Damon, Pythias and Stephano then arrive in Syracuse as part of their travels. The two have been traveling from Greece, and their arrival does not go unnoticed. Carisophus plots to use them in order to advance his own position in court. Damon and Pythias learn about the paranoia and tyranny of King Dionysius and his willingness to kill his subjects. Their servant Stephano begs them to leave before anything terrible can befall them, but the two decide to stay in Syracuse. Carisophus soon meets Damon on the street and has him arrested on suspicion of spying.

Against the advice of his trusty counselor Eubulus, King Dionysius condemns Damon to die. Pythias protests his friend's innocence and declares their bond of true friendship. Dionysius agrees that he will keep Pythias prisoner for the next two months while Damon settles his affairs in Greece. If Damon returns before the two months are up, then Pythias will be cleared of suspicion. If he does not return, then Pythias will be executed in his stead.

The two months pass with no sign of Damon, and preparations are made for Pythias's execution. Meanwhile, Carisophus meets with Aristippus in order to ask his friend to defend him should Damon return. Aristippus refuses and breaks their bond of friendship, saying that it is not like the true friendship between honest men like Damon and Pythias and that he will not protect Carisophus. The scene shifts back to the gallows, where Pythias and Groano await the king's final judgement. Pythias still trusts that Damon will return, but does not fear death, telling Groano the hangman "O thou minister of justice, do thine office by and by, / Let not thy hand tremble, for I tremble not to die." Dionysius orders him to die, but Damon rushes in to stop the execution. Dionysius's heart is so moved by their display of perfect friendship that he stays Pythias's execution. The king goes so far as to ask to become a third friend to them, and Damon and Pythias agree. Dionysius joins with them in amity and resolves to cease acting as a tyrant and listening to flatterers.

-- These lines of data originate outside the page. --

//! Shared key-value store for breaker and quota state.
//!
//! Values are JSON documents with a per-entry TTL. Writes are last-write-wins:
//! callers read, modify and write back without a transaction, so concurrent
//! handlers may overwrite each other's updates.

use std::time::{Duration, Instant};

use async_trait::async_trait;
use moka::future::Cache;
use moka::notification::RemovalCause;
use moka::Expiry;
use serde::{de::DeserializeOwned, Serialize};
use tracing::debug;

use crate::error::Result;

#[async_trait]
pub trait StateStore: Send + Sync {
    /// The stored JSON string, or `None` if absent or expired.
    async fn get_json(&self, key: &str) -> Result<Option<String>>;

    async fn set_json(&self, key: &str, value: &str, ttl: Duration) -> Result<()>;

    /// Returns true if the key existed.
    async fn delete(&self, key: &str) -> Result<bool>;

    fn store_name(&self) -> &str;
}

impl dyn StateStore {
    pub async fn get<T: DeserializeOwned>(&self, key: &str) -> Result<Option<T>> {
        match self.get_json(key).await? {
            Some(json) => Ok(Some(serde_json::from_str(&json)?)),
            None => Ok(None),
        }
    }

    pub async fn set<T: Serialize + Sync>(&self, key: &str, value: &T, ttl: Duration) -> Result<()> {
        let json = serde_json::to_string(value)?;
        self.set_json(key, &json, ttl).await
    }
}

/// Upper bound on live entries; least recently used keys are evicted past it.
const MAX_ENTRIES: u64 = 100_000;

/// Expires each entry after the TTL it was written with.
struct PerEntryTtl;

impl Expiry<String, (String, Duration)> for PerEntryTtl {
    fn expire_after_create(&self, _key: &String, value: &(String, Duration), _created_at: Instant) -> Option<Duration> {
        Some(value.1)
    }

    fn expire_after_update(
        &self,
        _key: &String,
        value: &(String, Duration),
        _updated_at: Instant,
        _duration_until_expiry: Option<Duration>,
    ) -> Option<Duration> {
        Some(value.1)
    }
}

/// In-process store backed by a moka cache.
pub struct MemoryStateStore {
    cache: Cache<String, (String, Duration)>,
}

impl MemoryStateStore {
    pub fn new() -> Self {
        Self::with_capacity(MAX_ENTRIES)
    }

    pub fn with_capacity(max_entries: u64) -> Self {
        let cache = Cache::builder()
            .max_capacity(max_entries)
            .expire_after(PerEntryTtl)
            .eviction_listener(|key, _value, cause| {
                if matches!(cause, RemovalCause::Size) {
                    debug!("State entry {} evicted for capacity", key);
                }
            })
            .build();
        Self { cache }
    }
}

impl Default for MemoryStateStore {
    fn default() -> Self {
        Self::new()
    }
}

#[async_trait]
impl StateStore for MemoryStateStore {
    async fn get_json(&self, key: &str) -> Result<Option<String>> {
        Ok(self.cache.get(key).await.map(|(value, _)| value))
    }

    async fn set_json(&self, key: &str, value: &str, ttl: Duration) -> Result<()> {
        self.cache.insert(key.to_string(), (value.to_string(), ttl)).await;
        Ok(())
    }

    async fn delete(&self, key: &str) -> Result<bool> {
        Ok(self.cache.remove(key).await.is_some())
    }

    fn store_name(&self) -> &str {
        "memory"
    }
}
use std::collections::BTreeMap;
use std::future::Future;
use std::sync::Arc;
use std::time::Instant;

use futures_util::future::join_all;
use rust_decimal::Decimal;
use tokio_util::sync::CancellationToken;
use tracing::{debug, error, info, warn};

use crate::error::{Error, Result};
use crate::gateway::types::{
    CallerContext, DescriptorSnapshot, HealthReport, ModelTarget, ResolvedTarget, TimeoutBudgets,
};
use crate::models::circuit_breaker::service_key;
use crate::models::operation::{self, PollPolicy};
use crate::models::selector::{predicted_next, resolve_tag};
use crate::models::{
    BinaryPayload, CallOptions, Capability, ChatRequest, ChatResponse, CircuitBreaker, CircuitState,
    EmbeddingRequest, EmbeddingResponse, FragmentCallback, HealthStatus, ImageRequest, MediaResponse,
    Message, ModelRanking, ModelSelector, ModelTag, ProviderInfo, ProviderRegistry, QuotaEnforcer,
    SpeechRequest, TokenUsage, TranscriptionRequest, TranscriptionResponse, VideoRequest, VisionRequest,
};
use crate::platform::{Clock, SystemClock};
use crate::storage::{UsageMetadata, UsageStatus};

/// Single entry point for every capability call: resolve the target, check
/// quota, run the adapter through its circuit under a time budget, then record
/// usage.
pub struct Gateway {
    registry: Arc<ProviderRegistry>,
    breaker: CircuitBreaker,
    quotas: Arc<QuotaEnforcer>,
    selector: ModelSelector,
    defaults: BTreeMap<Capability, ModelTarget>,
    timeouts: TimeoutBudgets,
    polling: PollPolicy,
    again_min_rating: Option<f64>,
    clock: Arc<dyn Clock>,
}
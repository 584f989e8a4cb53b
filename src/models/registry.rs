use std::collections::BTreeMap;
use std::sync::Arc;

use tracing::info;

use crate::error::{Error, Result};
use crate::models::provider::{
    ChatCapability, EmbeddingCapability, ImageGeneration, Provider, ProviderInfo, SpeechToText,
    TextToSpeech, VideoGeneration, VisionCapability,
};
use crate::models::types::Capability;

/// Capability → adapter lists, built once at startup.
#[derive(Default, Clone)]
pub struct ProviderRegistry {
    descriptors: BTreeMap<String, Arc<dyn ProviderInfo>>,
    chat: BTreeMap<String, Arc<dyn ChatCapability>>,
    vision: BTreeMap<String, Arc<dyn VisionCapability>>,
    embeddings: BTreeMap<String, Arc<dyn EmbeddingCapability>>,
    image: BTreeMap<String, Arc<dyn ImageGeneration>>,
    video: BTreeMap<String, Arc<dyn VideoGeneration>>,
    speech_to_text: BTreeMap<String, Arc<dyn SpeechToText>>,
    text_to_speech: BTreeMap<String, Arc<dyn TextToSpeech>>,
}

impl ProviderRegistry {
    pub fn new() -> Self {
        Self::default()
    }

    pub fn register<P: Provider>(&mut self, provider: Arc<P>) {
        info!(
            "Registering provider {} (available: {}, capabilities: {:?})",
            provider.name(),
            provider.is_available(),
            provider.capabilities()
        );
        provider.register(self);
    }

    pub fn add_descriptor(&mut self, provider: Arc<dyn ProviderInfo>) {
        self.descriptors.insert(provider.name().to_string(), provider);
    }

    pub fn add_chat(&mut self, provider: Arc<dyn ChatCapability>) {
        self.chat.insert(provider.name().to_string(), provider);
    }

    pub fn add_vision(&mut self, provider: Arc<dyn VisionCapability>) {
        self.vision.insert(provider.name().to_string(), provider);
    }

    pub fn add_embeddings(&mut self, provider: Arc<dyn EmbeddingCapability>) {
        self.embeddings.insert(provider.name().to_string(), provider);
    }

    pub fn add_image_generation(&mut self, provider: Arc<dyn ImageGeneration>) {
        self.image.insert(provider.name().to_string(), provider);
    }

    pub fn add_video_generation(&mut self, provider: Arc<dyn VideoGeneration>) {
        self.video.insert(provider.name().to_string(), provider);
    }

    pub fn add_speech_to_text(&mut self, provider: Arc<dyn SpeechToText>) {
        self.speech_to_text.insert(provider.name().to_string(), provider);
    }

    pub fn add_text_to_speech(&mut self, provider: Arc<dyn TextToSpeech>) {
        self.text_to_speech.insert(provider.name().to_string(), provider);
    }

    pub fn descriptor(&self, name: &str) -> Option<Arc<dyn ProviderInfo>> {
        self.descriptors.get(name).cloned()
    }

    pub fn descriptors(&self) -> impl Iterator<Item = &Arc<dyn ProviderInfo>> {
        self.descriptors.values()
    }

    /// Provider names registered for a capability, sorted.
    pub fn providers_for(&self, capability: Capability) -> Vec<&str> {
        let names: Vec<&String> = match capability {
            Capability::Chat => self.chat.keys().collect(),
            Capability::Vision => self.vision.keys().collect(),
            Capability::Embeddings => self.embeddings.keys().collect(),
            Capability::ImageGeneration => self.image.keys().collect(),
            Capability::VideoGeneration => self.video.keys().collect(),
            Capability::SpeechToText => self.speech_to_text.keys().collect(),
            Capability::TextToSpeech => self.text_to_speech.keys().collect(),
        };
        names.into_iter().map(String::as_str).collect()
    }

    pub fn chat(&self, name: &str) -> Result<Arc<dyn ChatCapability>> {
        lookup(&self.chat, name, Capability::Chat)
    }

    pub fn vision(&self, name: &str) -> Result<Arc<dyn VisionCapability>> {
        lookup(&self.vision, name, Capability::Vision)
    }

    pub fn embeddings(&self, name: &str) -> Result<Arc<dyn EmbeddingCapability>> {
        lookup(&self.embeddings, name, Capability::Embeddings)
    }

    pub fn image_generation(&self, name: &str) -> Result<Arc<dyn ImageGeneration>> {
        lookup(&self.image, name, Capability::ImageGeneration)
    }

    pub fn video_generation(&self, name: &str) -> Result<Arc<dyn VideoGeneration>> {
        lookup(&self.video, name, Capability::VideoGeneration)
    }

    pub fn speech_to_text(&self, name: &str) -> Result<Arc<dyn SpeechToText>> {
        lookup(&self.speech_to_text, name, Capability::SpeechToText)
    }

    pub fn text_to_speech(&self, name: &str) -> Result<Arc<dyn TextToSpeech>> {
        lookup(&self.text_to_speech, name, Capability::TextToSpeech)
    }
}

fn lookup<T: ?Sized>(map: &BTreeMap<String, Arc<T>>, name: &str, capability: Capability) -> Result<Arc<T>> {
    map.get(name).cloned().ok_or_else(|| {
        Error::invalid_request(format!(
            "Provider '{}' does not support {}",
            name, capability
        ))
    })
}
//! MIME allow-lists and payload checks applied before any upload.

use base64::{engine::general_purpose::STANDARD as BASE64, Engine as _};

use crate::error::{Error, Result};
use crate::models::types::BinaryPayload;

pub const IMAGE_MIME_TYPES: &[&str] = &["image/png", "image/jpeg", "image/gif", "image/webp"];

pub const AUDIO_MIME_TYPES: &[&str] = &[
    "audio/mpeg",
    "audio/mp4",
    "audio/wav",
    "audio/webm",
    "audio/ogg",
    "audio/flac",
];

pub const VIDEO_MIME_TYPES: &[&str] = &["video/mp4"];

#[derive(Debug, Clone, Copy, PartialEq, Eq)]
pub enum MediaKind {
    Image,
    Audio,
    Video,
}

impl MediaKind {
    pub fn allowed(&self) -> &'static [&'static str] {
        match self {
            MediaKind::Image => IMAGE_MIME_TYPES,
            MediaKind::Audio => AUDIO_MIME_TYPES,
            MediaKind::Video => VIDEO_MIME_TYPES,
        }
    }

    fn label(&self) -> &'static str {
        match self {
            MediaKind::Image => "image",
            MediaKind::Audio => "audio",
            MediaKind::Video => "video",
        }
    }
}

/// Lowercased MIME type without parameters (`audio/ogg; codecs=opus` → `audio/ogg`).
pub fn normalize_mime(mime_type: &str) -> String {
    let essence = mime_type.split(';').next().unwrap_or_default().trim().to_ascii_lowercase();
    match essence.as_str() {
        "image/jpg" => "image/jpeg".to_string(),
        "audio/mp3" => "audio/mpeg".to_string(),
        "audio/x-wav" | "audio/wave" => "audio/wav".to_string(),
        _ => essence,
    }
}

pub fn validate_mime(kind: MediaKind, mime_type: &str) -> Result<String> {
    let normalized = normalize_mime(mime_type);
    if kind.allowed().contains(&normalized.as_str()) {
        Ok(normalized)
    } else {
        Err(Error::invalid_request(format!(
            "Unsupported {} type '{}' (allowed: {})",
            kind.label(),
            mime_type,
            kind.allowed().join(", ")
        )))
    }
}

/// Rejects empty payloads and types outside the allow-list.
pub fn validate_payload(kind: MediaKind, payload: &BinaryPayload) -> Result<()> {
    if payload.data.is_empty() {
        return Err(Error::invalid_request(format!("Empty {} payload", kind.label())));
    }
    validate_mime(kind, &payload.mime_type).map(|_| ())
}

pub fn decode_base64(provider: &str, data: &str) -> Result<Vec<u8>> {
    BASE64
        .decode(data.trim())
        .map_err(|e| Error::backend(provider, format!("Invalid base64 in response: {}", e)))
}

/// File extension used for multipart uploads.
pub fn file_extension(mime_type: &str) -> &'static str {
    match normalize_mime(mime_type).as_str() {
        "image/png" => "png",
        "image/jpeg" => "jpg",
        "image/gif" => "gif",
        "image/webp" => "webp",
        "audio/mpeg" => "mp3",
        "audio/mp4" => "m4a",
        "audio/wav" => "wav",
        "audio/webm" => "webm",
        "audio/ogg" => "ogg",
        "audio/flac" => "flac",
        "video/mp4" => "mp4",
        _ => "bin",
    }
}

/// MIME type for a text-to-speech output format.
pub fn speech_mime(format: &str) -> &'static str {
    match format {
        "wav" => "audio/wav",
        "flac" => "audio/flac",
        "opus" => "audio/ogg",
        "aac" => "audio/mp4",
        "pcm" => "audio/pcm",
        _ => "audio/mpeg",
    }
}

#[cfg(test)]
mod tests {
    use super::*;

    #[test]
    fn test_allow_lists() {
        assert_eq!(validate_mime(MediaKind::Image, "image/JPG").unwrap(), "image/jpeg");
        assert_eq!(validate_mime(MediaKind::Audio, "audio/ogg; codecs=opus").unwrap(), "audio/ogg");
        assert!(validate_mime(MediaKind::Video, "video/mp4").is_ok());

        let err = validate_mime(MediaKind::Image, "image/tiff").unwrap_err();
        assert!(matches!(err, Error::InvalidRequest(ref msg) if msg.contains("image/tiff")));
        assert!(validate_mime(MediaKind::Video, "video/quicktime").is_err());
    }

    #[test]
    fn test_empty_payload_rejected() {
        let payload = BinaryPayload::new("image/png", Vec::new());
        assert!(matches!(validate_payload(MediaKind::Image, &payload), Err(Error::InvalidRequest(_))));
    }

    #[test]
    fn test_decode_reports_provider() {
        assert_eq!(decode_base64("gemini", "AQI=").unwrap(), vec![1, 2]);
        match decode_base64("gemini", "not base64!") {
            Err(Error::Backend { provider, .. }) => assert_eq!(provider, "gemini"),
            other => panic!("unexpected: {:?}", other),
        }
    }

    #[test]
    fn test_extensions() {
        assert_eq!(file_extension("audio/mp3"), "mp3");
        assert_eq!(speech_mime("wav"), "audio/wav");
        assert_eq!(speech_mime("mp3"), "audio/mpeg");
    }
}
//! Gateway facade tying adapters, the circuit breaker, quotas and the model
//! selector together.

pub mod service;
pub mod types;

pub use service::Gateway;
pub use types::{
    CallerContext, DescriptorSnapshot, HealthReport, ModelTarget, ResolvedTarget, TimeoutBudgets,
};
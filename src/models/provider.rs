use std::sync::Arc;

use async_trait::async_trait;
use tokio_util::sync::CancellationToken;

use crate::error::Result;
use crate::models::operation::{OperationHandle, OperationStatus};
use crate::models::registry::ProviderRegistry;
use crate::models::types::{
    Capability, ChatRequest, ChatResponse, EmbeddingRequest, EmbeddingResponse, HealthStatus,
    ImageRequest, MediaResponse, SpeechRequest, StreamFragment, TranscriptionRequest,
    TranscriptionResponse, VideoRequest, VisionRequest,
};

/// Receives fragments in order while a stream is read.
pub type FragmentCallback<'a> = &'a mut (dyn FnMut(StreamFragment) + Send);

/// Descriptor every backend exposes regardless of capabilities.
#[async_trait]
pub trait ProviderInfo: Send + Sync {
    fn name(&self) -> &str;

    fn capabilities(&self) -> &[Capability];

    fn default_model(&self, capability: Capability) -> Option<&str>;

    /// Whether the provider can be called at all (credentials, base URL).
    fn is_available(&self) -> bool;

    async fn get_status(&self) -> HealthStatus;

    fn supports(&self, capability: Capability) -> bool {
        self.capabilities().contains(&capability)
    }
}

/// Adapters register themselves into the capability lists they implement.
pub trait Provider: ProviderInfo + 'static {
    fn register(self: Arc<Self>, registry: &mut ProviderRegistry);
}

#[async_trait]
pub trait ChatCapability: ProviderInfo {
    async fn chat(&self, request: &ChatRequest) -> Result<ChatResponse>;

    /// Streams fragments through `on_fragment` and returns the assembled response.
    /// Cancelling `cancel` stops reading between chunks and returns what was
    /// received so far without an error.
    async fn chat_stream(
        &self,
        request: &ChatRequest,
        on_fragment: FragmentCallback<'_>,
        cancel: &CancellationToken,
    ) -> Result<ChatResponse>;
}

#[async_trait]
pub trait VisionCapability: ProviderInfo {
    async fn describe_image(&self, request: &VisionRequest) -> Result<ChatResponse>;
}

#[async_trait]
pub trait EmbeddingCapability: ProviderInfo {
    async fn embed(&self, request: &EmbeddingRequest) -> Result<EmbeddingResponse>;
}

#[async_trait]
pub trait ImageGeneration: ProviderInfo {
    async fn generate_image(&self, request: &ImageRequest) -> Result<MediaResponse>;
}

#[async_trait]
pub trait VideoGeneration: ProviderInfo {
    async fn submit_video(&self, request: &VideoRequest) -> Result<OperationHandle>;

    /// Status of a submitted job. On completion the result is fetched and inlined.
    async fn poll_video(&self, handle: &OperationHandle) -> Result<OperationStatus<MediaResponse>>;
}

#[async_trait]
pub trait SpeechToText: ProviderInfo {
    async fn transcribe(&self, request: &TranscriptionRequest) -> Result<TranscriptionResponse>;
}

#[async_trait]
pub trait TextToSpeech: ProviderInfo {
    async fn synthesize(&self, request: &SpeechRequest) -> Result<MediaResponse>;
}

/// Shorten user text for log lines.
pub fn truncate_for_log(text: &str, max_chars: usize) -> String {
    let mut chars = text.chars();
    let truncated: String = chars.by_ref().take(max_chars).collect();
    if chars.next().is_some() {
        format!("{}…", truncated)
    } else {
        truncated
    }
}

The play ends with Eubulus throwing Carisophus from the court and delivering a speech on the virtues of true friendship. Eubulus notes that true friendship is a "true defence for kings...a shield to defend the enemy's cruel hand" and closes the play by wishing that God grant Queen Elizabeth such friends.

== Themes ==

=== Male friendship ===
The notion of male friendship at work in Damon and Pythias harkens back to an idea elaborated by Pythagoras and later Cicero called amicitia perfecta, or ideal and perfect friendship between two men. This notion is seen as the pinnacle of human affection, and occurred between two men of similar social stature who love each other for the sake of that virtue. It is described as altruistic, spiritual and self-sufficient with little mention of marriage or wives, but a focus on two men becoming "second selves." Cicero writes that the perfect male friendship is "above all other things in human life."

==References from other works==
- In William Shakespeare's Hamlet, in Act III scene 2, after the play-within-the-play, Hamlet calls Horatio, 'Damon', which is believed to be a reference to this play.